> ASSIGNED TASK
Every record shown below should be duplicated exactly.

> MATERIAL SUPPLIED
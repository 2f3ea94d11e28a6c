//! Record store: the persistence interface the intake pipeline and the
//! read-side pages consume, plus its SQLite implementation.

mod sqlite;

use async_trait::async_trait;
use chrono::{DateTime, NaiveDate, Utc};
use serde::{Deserialize, Serialize};
use thiserror::Error;

use crate::db::DatabaseError;
use crate::extraction::{ExtractionResult, RiskLevel};

pub use sqlite::SqliteRecordStore;

/// Status stamped on every record created by intake.
pub const STATUS_COMPLETED: &str = "COMPLETED";

#[derive(Debug, Error)]
pub enum StoreError {
    #[error(transparent)]
    Database(#[from] DatabaseError),

    #[error("Store task failed: {0}")]
    Join(String),
}

/// The identity that owns every persisted invoice.
#[derive(Debug, Clone, PartialEq, Eq, Serialize, Deserialize)]
#[serde(rename_all = "camelCase")]
pub struct Owner {
    pub id: String,
    pub email: String,
    pub name: String,
    pub business_name: String,
}

/// Everything needed to create a record except the store-assigned id and
/// timestamp.
#[derive(Debug, Clone, PartialEq)]
pub struct NewInvoice {
    pub extraction: ExtractionResult,
    pub currency: String,
    pub requires_license: bool,
    pub source_file: Option<String>,
}

impl NewInvoice {
    pub fn new(extraction: ExtractionResult, currency: impl Into<String>) -> Self {
        Self {
            extraction,
            currency: currency.into(),
            requires_license: false,
            source_file: None,
        }
    }

    pub fn with_source_file(mut self, file_name: impl Into<String>) -> Self {
        self.source_file = Some(file_name.into());
        self
    }
}

/// A persisted invoice. Records are never updated after creation.
#[derive(Debug, Clone, PartialEq, Serialize)]
#[serde(rename_all = "camelCase")]
pub struct InvoiceRecord {
    pub id: String,
    pub owner_id: String,
    pub vendor_name: String,
    pub amount: f64,
    pub currency: String,
    pub invoice_date: NaiveDate,
    pub due_date: NaiveDate,
    pub summary: String,
    pub is_gst_missing: bool,
    pub is_regulatory_item: bool,
    pub requires_license: bool,
    pub risk_level: RiskLevel,
    pub legal_impact: String,
    pub payment_advice: String,
    pub status: String,
    pub source_file: Option<String>,
    pub created_at: DateTime<Utc>,
}

/// Count and amount total for one risk level.
#[derive(Debug, Clone, Copy, Default, PartialEq, Serialize)]
#[serde(rename_all = "camelCase")]
pub struct RiskBucket {
    pub count: u64,
    pub total_amount: f64,
}

/// Per-level totals over all of an owner's invoices.
#[derive(Debug, Clone, Copy, Default, PartialEq, Serialize)]
#[serde(rename_all = "camelCase")]
pub struct RiskSummary {
    pub low: RiskBucket,
    pub medium: RiskBucket,
    pub high: RiskBucket,
}

impl RiskSummary {
    pub fn total_count(&self) -> u64 {
        self.low.count + self.medium.count + self.high.count
    }

    pub fn bucket_mut(&mut self, level: RiskLevel) -> &mut RiskBucket {
        match level {
            RiskLevel::Low => &mut self.low,
            RiskLevel::Medium => &mut self.medium,
            RiskLevel::High => &mut self.high,
        }
    }
}

/// Persistence of invoice records. Every query is scoped to one owner.
#[async_trait]
pub trait RecordStore: Send + Sync {
    /// Creates the owner if absent. Returns `true` when a row was created.
    async fn ensure_owner(&self, owner: &Owner) -> Result<bool, StoreError>;

    /// Ensures the owner and inserts the record atomically.
    async fn create(&self, owner: &Owner, invoice: NewInvoice) -> Result<InvoiceRecord, StoreError>;

    async fn get(&self, owner_id: &str, id: &str) -> Result<Option<InvoiceRecord>, StoreError>;

    /// Newest first. `None` means no limit.
    async fn list_by_owner(
        &self,
        owner_id: &str,
        limit: Option<u64>,
    ) -> Result<Vec<InvoiceRecord>, StoreError>;

    /// Latest invoice date first.
    async fn list_by_vendor(
        &self,
        owner_id: &str,
        vendor_name: &str,
    ) -> Result<Vec<InvoiceRecord>, StoreError>;

    async fn risk_summary(&self, owner_id: &str) -> Result<RiskSummary, StoreError>;

    async fn delete(&self, owner_id: &str, id: &str) -> Result<bool, StoreError>;

    async fn delete_all(&self, owner_id: &str) -> Result<u64, StoreError>;
}

#[async_trait]
impl<T: RecordStore + ?Sized> RecordStore for std::sync::Arc<T> {
    async fn ensure_owner(&self, owner: &Owner) -> Result<bool, StoreError> {
        (**self).ensure_owner(owner).await
    }

    async fn create(&self, owner: &Owner, invoice: NewInvoice) -> Result<InvoiceRecord, StoreError> {
        (**self).create(owner, invoice).await
    }

    async fn get(&self, owner_id: &str, id: &str) -> Result<Option<InvoiceRecord>, StoreError> {
        (**self).get(owner_id, id).await
    }

    async fn list_by_owner(
        &self,
        owner_id: &str,
        limit: Option<u64>,
    ) -> Result<Vec<InvoiceRecord>, StoreError> {
        (**self).list_by_owner(owner_id, limit).await
    }

    async fn list_by_vendor(
        &self,
        owner_id: &str,
        vendor_name: &str,
    ) -> Result<Vec<InvoiceRecord>, StoreError> {
        (**self).list_by_vendor(owner_id, vendor_name).await
    }

    async fn risk_summary(&self, owner_id: &str) -> Result<RiskSummary, StoreError> {
        (**self).risk_summary(owner_id).await
    }

    async fn delete(&self, owner_id: &str, id: &str) -> Result<bool, StoreError> {
        (**self).delete(owner_id, id).await
    }

    async fn delete_all(&self, owner_id: &str) -> Result<u64, StoreError> {
        (**self).delete_all(owner_id).await
    }
}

> RESPONSE TO THIS EXERCISE
repository 2f3ea94d11e28a6c
//! Record store: the persistence interface the intake pipeline and the
//! read-side pages consume, plus its SQLite implementation.

mod sqlite;

use async_trait::async_trait;
use chrono::{DateTime, NaiveDate, Utc};
use serde::{Deserialize, Serialize};
use thiserror::Error;

use crate::db::DatabaseError;
use crate::extraction::{ExtractionResult, RiskLevel};

pub use sqlite::SqliteRecordStore;

/// Status stamped on every record created by intake.
pub const STATUS_COMPLETED: &str = "COMPLETED";

#[derive(Debug, Error)]
pub enum StoreError {
    #[error(transparent)]
    Database(#[from] DatabaseError),

    #[error("Store task failed: {0}")]
    Join(String),
}

/// The identity that owns every persisted invoice.
#[derive(Debug, Clone, PartialEq, Eq, Serialize, Deserialize)]
#[serde(rename_all = "camelCase")]
pub struct Owner {
    pub id: String,
    pub email: String,
    pub name: String,
    pub business_name: String,
}

/// Everything needed to create a record except the store-assigned id and
/// timestamp.
#[derive(Debug, Clone, PartialEq)]
pub struct NewInvoice {
    pub extraction: ExtractionResult,
    pub currency: String,
    pub requires_license: bool,
    pub source_file: Option<String>,
}

impl NewInvoice {
    pub fn new(extraction: ExtractionResult, currency: impl Into<String>) -> Self {
        Self {
            extraction,
            currency: currency.into(),
            requires_license: false,
            source_file: None,
        }
    }

    pub fn with_source_file(mut self, file_name: impl Into<String>) -> Self {
        self.source_file = Some(file_name.into());
        self
    }
}

/// A persisted invoice. Records are never updated after creation.
#[derive(Debug, Clone, PartialEq, Serialize)]
#[serde(rename_all = "camelCase")]
pub struct InvoiceRecord {
    pub id: String,
    pub owner_id: String,
    pub vendor_name: String,
    pub amount: f64,
    pub currency: String,
    pub invoice_date: NaiveDate,
    pub due_date: NaiveDate,
    pub summary: String,
    pub is_gst_missing: bool,
    pub is_regulatory_item: bool,
    pub requires_license: bool,
    pub risk_level: RiskLevel,
    pub legal_impact: String,
    pub payment_advice: String,
    pub status: String,
    pub source_file: Option<String>,
    pub created_at: DateTime<Utc>,
}

/// Count and amount total for one risk level.
#[derive(Debug, Clone, Copy, Default, PartialEq, Serialize)]
#[serde(rename_all = "camelCase")]
pub struct RiskBucket {
    pub count: u64,
    pub total_amount: f64,
}

/// Per-level totals over all of an owner's invoices.
#[derive(Debug, Clone, Copy, Default, PartialEq, Serialize)]
#[serde(rename_all = "camelCase")]
pub struct RiskSummary {
    pub low: RiskBucket,
    pub medium: RiskBucket,
    pub high: RiskBucket,
}

impl RiskSummary {
    pub fn total_count(&self) -> u64 {
        self.low.count + self.medium.count + self.high.count
    }

    pub fn bucket_mut(&mut self, level: RiskLevel) -> &mut RiskBucket {
        match level {
            RiskLevel::Low => &mut self.low,
            RiskLevel::Medium => &mut self.medium,
            RiskLevel::High => &mut self.high,
        }
    }
}

/// Persistence of invoice records. Every query is scoped to one owner.
#[async_trait]
pub trait RecordStore: Send + Sync {
    /// Creates the owner if absent. Returns `true` when a row was created.
    async fn ensure_owner(&self, owner: &Owner) -> Result<bool, StoreError>;

    /// Ensures the owner and inserts the record atomically.
    async fn create(&self, owner: &Owner, invoice: NewInvoice) -> Result<InvoiceRecord, StoreError>;

    async fn get(&self, owner_id: &str, id: &str) -> Result<Option<InvoiceRecord>, StoreError>;

    /// Newest first. `None` means no limit.
    async fn list_by_owner(
        &self,
        owner_id: &str,
        limit: Option<u64>,
    ) -> Result<Vec<InvoiceRecord>, StoreError>;

    /// Latest invoice date first.
    async fn list_by_vendor(
        &self,
        owner_id: &str,
        vendor_name: &str,
    ) -> Result<Vec<InvoiceRecord>, StoreError>;

    async fn risk_summary(&self, owner_id: &str) -> Result<RiskSummary, StoreError>;

    async fn delete(&self, owner_id: &str, id: &str) -> Result<bool, StoreError>;

    async fn delete_all(&self, owner_id: &str) -> Result<u64, StoreError>;
}

#[async_trait]
impl<T: RecordStore + ?Sized> RecordStore for std::sync::Arc<T> {
    async fn ensure_owner(&self, owner: &Owner) -> Result<bool, StoreError> {
        (**self).ensure_owner(owner).await
    }

    async fn create(&self, owner: &Owner, invoice: NewInvoice) -> Result<InvoiceRecord, StoreError> {
        (**self).create(owner, invoice).await
    }

    async fn get(&self, owner_id: &str, id: &str) -> Result<Option<InvoiceRecord>, StoreError> {
        (**self).get(owner_id, id).await
    }

    async fn list_by_owner(
        &self,
        owner_id: &str,
        limit: Option<u64>,
    ) -> Result<Vec<InvoiceRecord>, StoreError> {
        (**self).list_by_owner(owner_id, limit).await
    }

    async fn list_by_vendor(
        &self,
        owner_id: &str,
        vendor_name: &str,
    ) -> Result<Vec<InvoiceRecord>, StoreError> {
        (**self).list_by_vendor(owner_id, vendor_name).await
    }

    async fn risk_summary(&self, owner_id: &str) -> Result<RiskSummary, StoreError> {
        (**self).risk_summary(owner_id).await
    }

    async fn delete(&self, owner_id: &str, id: &str) -> Result<bool, StoreError> {
        (**self).delete(owner_id, id).await
    }

    async fn delete_all(&self, owner_id: &str) -> Result<u64, StoreError> {
        (**self).delete_all(owner_id).await
    }
}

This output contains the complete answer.